[DATA EXTRACTS — start]
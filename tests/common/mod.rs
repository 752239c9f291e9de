// Copyright 2025 coScene
//
// Licensed under the Apache License, Version 2.0 (the "License");
// you may not use this file except in compliance with the License.
// You may obtain a copy of the License at
//
//     http://www.apache.org/licenses/LICENSE-2.0
//
// Unless required by applicable law or agreed to in writing, software
// distributed under the License is distributed on an "AS IS" BASIS,
// WITHOUT WARRANTIES OR CONDITIONS OF ANY KIND, either express or implied.
// See the License for the specific language governing permissions and
// limitations under the License.

// Shared fixtures: in-memory publisher, adjustable clock, payload builders

#![allow(dead_code)]

use async_trait::async_trait;
use bytes::Bytes;
use chrono::{DateTime, TimeZone, Utc};
use std::collections::HashMap;
use std::sync::atomic::{AtomicUsize, Ordering};
use std::sync::{Arc, Mutex};
use std::time::Duration;
use tempfile::TempDir;
use tokio_util::sync::CancellationToken;

use edge_datasync::bridge::{PublishError, Publisher};
use edge_datasync::protocol::{PollutantDataMsgPack, RawDataMsgPack};
use edge_datasync::storage::{Clock, DisabledRepair, DurableStore, MediumRepair, StoreSettings};

pub const DEVICE: &str = "AirSENCE-Test";

/// Publisher that records every confirmed publish
#[derive(Default)]
pub struct FakePublisher {
    published: Mutex<Vec<(String, Vec<u8>)>>,
    attempts: Mutex<usize>,
    fail_attempt: Mutex<Option<usize>>,
    fail_all: Mutex<bool>,
    delay: Mutex<Duration>,
}

impl FakePublisher {
    pub fn new() -> Arc<Self> {
        Arc::new(Self::default())
    }

    /// Fail the n-th publish attempt (1-based) from now on
    pub fn fail_on_attempt(&self, n: usize) {
        let attempts = *self.attempts.lock().unwrap();
        *self.fail_attempt.lock().unwrap() = Some(attempts + n);
    }

    pub fn fail_all(&self, fail: bool) {
        *self.fail_all.lock().unwrap() = fail;
    }

    /// Hold every publish for `delay` before confirming
    pub fn set_delay(&self, delay: Duration) {
        *self.delay.lock().unwrap() = delay;
    }

    pub fn published(&self) -> Vec<(String, Vec<u8>)> {
        self.published.lock().unwrap().clone()
    }

    pub fn attempts(&self) -> usize {
        *self.attempts.lock().unwrap()
    }
}

#[async_trait]
impl Publisher for FakePublisher {
    async fn publish(&self, topic: &str, payload: Bytes) -> Result<(), PublishError> {
        let attempt = {
            let mut attempts = self.attempts.lock().unwrap();
            *attempts += 1;
            *attempts
        };

        let delay = *self.delay.lock().unwrap();
        if !delay.is_zero() {
            tokio::time::sleep(delay).await;
        }

        if *self.fail_all.lock().unwrap() {
            return Err(PublishError::Timeout(Duration::from_secs(5)));
        }
        if *self.fail_attempt.lock().unwrap() == Some(attempt) {
            return Err(PublishError::Timeout(Duration::from_secs(5)));
        }

        self.published
            .lock()
            .unwrap()
            .push((topic.to_string(), payload.to_vec()));
        Ok(())
    }
}

/// Repair strategy that only counts its runs
#[derive(Default)]
pub struct CountingRepair {
    runs: AtomicUsize,
}

impl CountingRepair {
    pub fn new() -> Arc<Self> {
        Arc::new(Self::default())
    }

    pub fn runs(&self) -> usize {
        self.runs.load(Ordering::SeqCst)
    }
}

#[async_trait]
impl MediumRepair for CountingRepair {
    async fn repair(&self) {
        self.runs.fetch_add(1, Ordering::SeqCst);
    }
}

/// Clock the test moves by hand
pub struct ManualClock {
    now: Mutex<DateTime<Utc>>,
}

impl ManualClock {
    pub fn at(now: DateTime<Utc>) -> Arc<Self> {
        Arc::new(Self {
            now: Mutex::new(now),
        })
    }

    pub fn set(&self, now: DateTime<Utc>) {
        *self.now.lock().unwrap() = now;
    }
}

impl Clock for ManualClock {
    fn now(&self) -> DateTime<Utc> {
        *self.now.lock().unwrap()
    }
}

pub fn utc(year: i32, month: u32, day: u32) -> DateTime<Utc> {
    Utc.with_ymd_and_hms(year, month, day, 12, 0, 0).unwrap()
}

pub fn settings(dir: &TempDir) -> StoreSettings {
    StoreSettings {
        root: dir.path().to_path_buf(),
        device_id: DEVICE.to_string(),
        clock_milestone: Utc.with_ymd_and_hms(2021, 4, 1, 0, 0, 0).unwrap(),
        clock_retry: Duration::from_millis(20),
        storage_retry: Duration::from_millis(20),
    }
}

/// A store on a temp dir, not yet opened
pub fn new_store(dir: &TempDir, clock: Arc<ManualClock>) -> Arc<DurableStore> {
    Arc::new(DurableStore::new(
        settings(dir),
        clock,
        Arc::new(DisabledRepair),
        CancellationToken::new(),
    ))
}

/// A store on a temp dir, opened at `now`
pub async fn open_store(dir: &TempDir, now: DateTime<Utc>) -> (Arc<DurableStore>, Arc<ManualClock>) {
    let clock = ManualClock::at(now);
    let store = new_store(dir, Arc::clone(&clock));
    store.open().await.unwrap();
    (store, clock)
}

pub fn raw_payload(timestamp: i64) -> Vec<u8> {
    let msg = RawDataMsgPack {
        device_id: DEVICE.to_string(),
        timestamp,
        raw_data: HashMap::from([("NO2_WE".to_string(), 231.5), ("T".to_string(), 21.0)]),
    };
    rmp_serde::to_vec_named(&msg).unwrap()
}

pub fn pollutant_payload(timestamp: i64) -> Vec<u8> {
    let msg = PollutantDataMsgPack {
        device_id: DEVICE.to_string(),
        timestamp,
        gps: HashMap::from([("Lat".to_string(), 43.65), ("Lon".to_string(), -79.38)]),
        pollutant_data: HashMap::from([("PM25".to_string(), 8.2), ("NO2".to_string(), 12.4)]),
    };
    rmp_serde::to_vec_named(&msg).unwrap()
}
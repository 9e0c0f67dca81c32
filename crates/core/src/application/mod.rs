// Application Layer - Task supervision and supporting loops

pub mod constants;
pub mod registry;
pub mod sampler;
pub mod shutdown;
pub mod supervisor;

// Re-exports
pub use registry::{Notification, NotificationState, TaskRecord, TaskRegistry};
pub use sampler::CapabilitySampler;
pub use shutdown::{shutdown_channel, ShutdownReason, ShutdownSender, ShutdownToken};
pub use supervisor::Supervisor;
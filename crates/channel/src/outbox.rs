//! Bounded buffer for task updates produced while disconnected

use std::collections::VecDeque;
use tracing::warn;

use plexfarm_core::domain::TaskUpdate;

/// FIFO of undelivered updates; the oldest entry is dropped when full.
///
/// Capacity 0 disables buffering.
#[derive(Debug)]
pub struct Outbox {
    queue: VecDeque<TaskUpdate>,
    capacity: usize,
    dropped: u64,
}

impl Outbox {
    pub fn new(capacity: usize) -> Self {
        Self {
            queue: VecDeque::with_capacity(capacity.min(1024)),
            capacity,
            dropped: 0,
        }
    }

    /// Hold an update for the next connection
    pub fn push(&mut self, update: TaskUpdate) {
        if self.capacity == 0 {
            self.record_drop(&update);
            return;
        }
        if self.queue.len() == self.capacity {
            if let Some(evicted) = self.queue.pop_front() {
                self.record_drop(&evicted);
            }
        }
        self.queue.push_back(update);
    }

    /// Put back an update whose delivery failed, ahead of everything else
    pub fn requeue(&mut self, update: TaskUpdate) {
        if self.capacity == 0 {
            self.record_drop(&update);
            return;
        }
        self.queue.push_front(update);
        if self.queue.len() > self.capacity {
            if let Some(evicted) = self.queue.pop_back() {
                self.record_drop(&evicted);
            }
        }
    }

    pub fn pop(&mut self) -> Option<TaskUpdate> {
        self.queue.pop_front()
    }

    pub fn len(&self) -> usize {
        self.queue.len()
    }

    pub fn is_empty(&self) -> bool {
        self.queue.is_empty()
    }

    /// Updates lost since startup
    pub fn dropped(&self) -> u64 {
        self.dropped
    }

    fn record_drop(&mut self, update: &TaskUpdate) {
        self.dropped += 1;
        warn!(
            task_id = %update.task_id,
            status = ?update.status,
            dropped_total = self.dropped,
            "Task update dropped while disconnected"
        );
    }
}
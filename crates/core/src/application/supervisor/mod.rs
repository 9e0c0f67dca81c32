// Task Supervisor - the worker's event loop
//
// Every inbound message, process signal and CPU sample is handled here, one at
// a time, so the registry and the CPU reading have a single writer.


use std::sync::Arc;
use tracing::{debug, error, info, warn};

use crate::application::registry::{TaskRecord, TaskRegistry};
use crate::application::shutdown::ShutdownToken;
use crate::domain::{
    CpuReading, DomainError, InboundMessage, KillRequest, ProcessEvent, ProcessSignal, RunId,
    TaskRequest, TaskUpdate, WorkerEvent, WorkerEventReceiver, WorkerEventSender, WorkerStats,
};
use crate::error::Result;
use crate::port::{ControlChannel, ProcessEvents, ProcessHandle, ProcessLauncher, TimeProvider};

/// Owns the task registry and drives every task's life cycle
pub struct Supervisor {
    registry: TaskRegistry,
    cpu: CpuReading,
    launcher: Arc<dyn ProcessLauncher>,
    channel: Arc<dyn ControlChannel>,
    time_provider: Arc<dyn TimeProvider>,
    events_tx: WorkerEventSender,
    last_run_id: RunId,
}

impl Supervisor {
    /// Create a supervisor.
    ///
    /// `events_tx` must feed the receiver later passed to [`Supervisor::run`];
    /// launched processes report through it.
    pub fn new(
        launcher: Arc<dyn ProcessLauncher>,
        channel: Arc<dyn ControlChannel>,
        time_provider: Arc<dyn TimeProvider>,
        events_tx: WorkerEventSender,
    ) -> Self {
        Self {
            registry: TaskRegistry::new(),
            cpu: CpuReading::unmeasured(),
            launcher,
            channel,
            time_provider,
            events_tx,
            last_run_id: 0,
        }
    }

    /// Process events until shutdown
    pub async fn run(
        mut self,
        mut events: WorkerEventReceiver,
        mut shutdown: ShutdownToken,
    ) -> Result<()> {
        info!("Task supervisor started");
        loop {
            tokio::select! {
                event = events.recv() => match event {
                    Some(event) => self.handle(event),
                    None => break,
                },
                reason = shutdown.wait() => {
                    info!(?reason, in_flight = self.registry.len(), "Task supervisor stopping");
                    break;
                }
            }
        }
        Ok(())
    }

    /// Handle one event. Failures are logged; they never stop the loop.
    pub fn handle(&mut self, event: WorkerEvent) {
        let result = match event {
            WorkerEvent::Inbound(InboundMessage::Stats(reply)) => {
                let stats = self.stats();
                info!(cpu = stats.cpu, tasks = stats.tasks, "Answering with stats to orchestrator");
                if reply.send(stats).is_err() {
                    debug!("Stats requester went away before the answer");
                }
                Ok(())
            }
            WorkerEvent::Inbound(InboundMessage::TaskRequest(request)) => {
                self.on_task_request(request)
            }
            WorkerEvent::Inbound(InboundMessage::TaskKill(request)) => self.on_task_kill(request),
            WorkerEvent::Process(signal) => self.on_process_signal(signal),
            WorkerEvent::CpuSample(percent) => {
                self.cpu = CpuReading::measured(percent);
                debug!(cpu = self.cpu.percent(), "CPU reading updated");
                Ok(())
            }
        };

        if let Err(e) = result {
            warn!(error = %e, "Event rejected");
        }
    }

    /// Current load: CPU reading and number of in-flight tasks
    pub fn stats(&self) -> WorkerStats {
        WorkerStats {
            cpu: self.cpu.percent(),
            tasks: self.registry.len(),
        }
    }

    pub fn registry(&self) -> &TaskRegistry {
        &self.registry
    }

    fn on_task_request(&mut self, request: TaskRequest) -> Result<()> {
        request.validate()?;
        if self.registry.contains(&request.task_id) {
            return Err(DomainError::DuplicateTask(request.task_id).into());
        }

        let task_id = request.task_id;
        info!(task_id = %task_id, args = ?request.payload.args, "Received task request");
        self.channel.emit_update(TaskUpdate::received(&task_id));

        self.last_run_id += 1;
        let run_id = self.last_run_id;
        let events = ProcessEvents::new(task_id.clone(), run_id, self.events_tx.clone());

        let launched = self.launcher.launch(&request.payload, events.clone());
        let (process, launch_failure) = match launched {
            Ok(handle) => (handle, None),
            Err(e) => (ProcessHandle::detached(), Some(e)),
        };

        let mut record = TaskRecord::new(
            task_id.clone(),
            run_id,
            process,
            self.time_provider.now_millis(),
        );
        record.start()?;
        debug!(task_id = %task_id, run_id, pid = ?record.pid(), "Task registered");
        self.registry.insert(record)?;

        self.channel.emit_update(TaskUpdate::in_progress(&task_id));

        // Spawn failures surface like any other process error: after inprogress.
        if let Some(e) = launch_failure {
            events.error(e.to_string());
        }
        Ok(())
    }

    fn on_task_kill(&mut self, request: KillRequest) -> Result<()> {
        let Some(mut record) = self.registry.remove(&request.task_id) else {
            debug!(task_id = %request.task_id, "Kill for unknown task ignored");
            return Ok(());
        };

        info!(task_id = %request.task_id, pid = ?record.pid(), "Killing child process for task");
        if !record.kill()? {
            debug!(task_id = %request.task_id, "Process already gone");
        }
        info!(task_id = %request.task_id, "Removed task from registry");
        Ok(())
    }

    fn on_process_signal(&mut self, signal: ProcessSignal) -> Result<()> {
        let ProcessSignal {
            task_id,
            run_id,
            event,
        } = signal;

        let Some(record) = self.registry.get(&task_id) else {
            debug!(task_id = %task_id, ?event, "Event for retired task ignored");
            return Ok(());
        };
        if record.run_id() != run_id {
            debug!(
                task_id = %task_id,
                run_id,
                live_run_id = record.run_id(),
                "Event from stale run ignored"
            );
            return Ok(());
        }
        if !record.notification().try_claim() {
            debug!(task_id = %task_id, ?event, "Completion already reported");
            return Ok(());
        }

        let duration_ms = record.elapsed_ms(self.time_provider.now_millis());
        let (update, success) = match event {
            ProcessEvent::Exit { code } | ProcessEvent::Close { code } => {
                info!(task_id = %task_id, exit_code = ?code, duration_ms, "Completed transcode");
                (TaskUpdate::completed(&task_id, code), code == Some(0))
            }
            ProcessEvent::Error { message } => {
                error!(task_id = %task_id, error = %message, duration_ms, "Transcoding failed");
                (TaskUpdate::failed(&task_id, message), false)
            }
        };

        self.channel.emit_update(update);
        if let Some(mut record) = self.registry.remove(&task_id) {
            record.finish(success)?;
            info!(task_id = %task_id, state = %record.state(), "Removed task from registry");
        }
        Ok(())
    }
}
[DATA EXTRACTS — finish]
§ **REQUIRED WORK**: All lines above from the line with "pub fn fail_all(&self, fail: bool)" through the line with "pub fn attempts(&self)", both included, are to be set down exactly, with nothing else.

§ **OUTPUT BELOW**:
    pub fn fail_all(&self, fail: bool) {
        *self.fail_all.lock().unwrap() = fail;
    }

    /// Hold every publish for `delay` before confirming
    pub fn set_delay(&self, delay: Duration) {
        *self.delay.lock().unwrap() = delay;
    }

    pub fn published(&self) -> Vec<(String, Vec<u8>)> {
        self.published.lock().unwrap().clone()
    }

    pub fn attempts(&self) -> usize {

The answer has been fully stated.